Oroya (2006)

PhotoBy Chris Deem (April 2006)

It seemed a day like any other. A large, dark condor, wings outstretched, gliding high above, circled the area twice and then was gone.

For seven years I’ve grown on the western slope of this rugged mountain in the Andes of northern Peru. I am small, globular and somewhat flattened. An oroya cactus, I sit quite deep in the ground. It is good protection, for the winters here are very cold. The unceasing winds scatter the light snow across the landscape. In the summer, the wind continues, stealing the moisture from all life and the land.

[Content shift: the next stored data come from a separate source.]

//! Error handling for Lightstack
//!
//! Every failure the controller can report goes through [`LightstackError`].
//! Render and driver faults are contained by the pipeline and only ever logged;
//! everything else is returned to the caller that triggered it.

use std::path::PathBuf;

use thiserror::Error;

use crate::shard::RenderFault;

/// Result type alias for Lightstack operations
pub type Result<T> = std::result::Result<T, LightstackError>;

/// Main error type for Lightstack operations
#[derive(Error, Debug)]
pub enum LightstackError {
    // Variable Errors
    #[error("Invalid value for '{name}': {value} ({reason})")]
    Validation {
        name: String,
        value: String,
        reason: String,
    },

    #[error("Variable '{name}' not declared on {owner}")]
    VariableNotFound { owner: String, name: String },

    // Cache Errors
    #[error("Key not found: {key}")]
    KeyNotFound { key: String },

    #[error("Nested value rejected for key '{key}': only scalars may be cached")]
    NestedValue { key: String },

    // Structure Errors
    #[error("Layer not found: {id}")]
    LayerNotFound { id: String },

    #[error("Invalid stack selector: '{selector}' (expected active, inactive, A or B)")]
    InvalidSelector { selector: String },

    #[error("Shard not found: {shard}")]
    ShardNotFound { shard: String },

    #[error("Audio source not found: {name}")]
    AudioSourceNotFound { name: String },

    // Runtime Faults
    #[error("Layer {layer} faulted: {source}")]
    Render {
        layer: String,
        #[source]
        source: RenderFault,
    },

    #[error("Output driver '{driver}' failed: {reason}")]
    Driver { driver: String, reason: String },

    // Persistence Errors
    #[error("Persistence failure at {path}: {source}")]
    Persistence {
        path: PathBuf,
        #[source]
        source: std::io::Error,
    },

    #[error("Serialization error: {0}")]
    Serialization(#[from] serde_json::Error),

    // Configuration Errors
    #[error("Invalid configuration: {reason}")]
    Config { reason: String },

    #[error("I/O error: {0}")]
    Io(#[from] std::io::Error),
}

impl LightstackError {
    /// Shorthand for a validation failure on `name`
    pub fn validation(
        name: impl Into<String>,
        value: impl ToString,
        reason: impl Into<String>,
    ) -> Self {
        LightstackError::Validation {
            name: name.into(),
            value: value.to_string(),
            reason: reason.into(),
        }
    }

    /// Get the error code for this error type
    pub fn error_code(&self) -> &'static str {
        match self {
            LightstackError::Validation { .. } => "VALIDATION",
            LightstackError::VariableNotFound { .. } => "VARIABLE_NOT_FOUND",
            LightstackError::KeyNotFound { .. } => "KEY_NOT_FOUND",
            LightstackError::NestedValue { .. } => "NESTED_VALUE",
            LightstackError::LayerNotFound { .. } => "LAYER_NOT_FOUND",
            LightstackError::InvalidSelector { .. } => "INVALID_SELECTOR",
            LightstackError::ShardNotFound { .. } => "SHARD_NOT_FOUND",
            LightstackError::AudioSourceNotFound { .. } => "AUDIO_SOURCE_NOT_FOUND",
            LightstackError::Render { .. } => "RENDER_FAULT",
            LightstackError::Driver { .. } => "DRIVER_FAULT",
            LightstackError::Persistence { .. } => "PERSISTENCE_FAULT",
            LightstackError::Serialization(_) => "SERIALIZATION_ERROR",
            LightstackError::Config { .. } => "CONFIG_ERROR",
            LightstackError::Io(_) => "IO_ERROR",
        }
    }

    /// Check if this error is recoverable
    ///
    /// A failed durable write leaves the mutation uncommitted and is surfaced
    /// to the caller as fatal to that mutation.
    pub fn is_recoverable(&self) -> bool {
        !matches!(
            self,
            LightstackError::Persistence { .. }
                | LightstackError::Io(_)
                | LightstackError::Config { .. }
        )
    }

    /// True for the "not found" family of lookup failures
    pub fn is_not_found(&self) -> bool {
        matches!(
            self,
            LightstackError::VariableNotFound { .. }
                | LightstackError::KeyNotFound { .. }
                | LightstackError::LayerNotFound { .. }
                | LightstackError::InvalidSelector { .. }
                | LightstackError::ShardNotFound { .. }
                | LightstackError::AudioSourceNotFound { .. }
        )
    }
}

It is not winter now. The coarse grass that surrounds me is still tall and golden-green. It is warm, very warm. The sun glows bright this time of year. My dense yellow spines shine over my light-green ribs. Soon many bell-shaped blossoms will appear near the top of my body.

It seemed a day like any other. Then it happened suddenly. I could feel movement deep in the ground. The ground was rolling, with the sounds of rocks cracking and falling. Then there was a deadly silence…

The small genus of Oroya grows in the high mountain deserts of northern and central Peru. Oroya borchersii are light-green plants with yellow or brown spines. Their flowers are yellow. Widespread in central Peru, O. peruviana have comblike spines that can be yellow, brown or gold. Their bodies are dark green.

Oroyas thrive in bright, sunny locations and require a cold and dry winter rest. The plants are very attractive and well adapted to their rugged landscapes. Earthquakes are known to occur in the home of this high-mountain genus.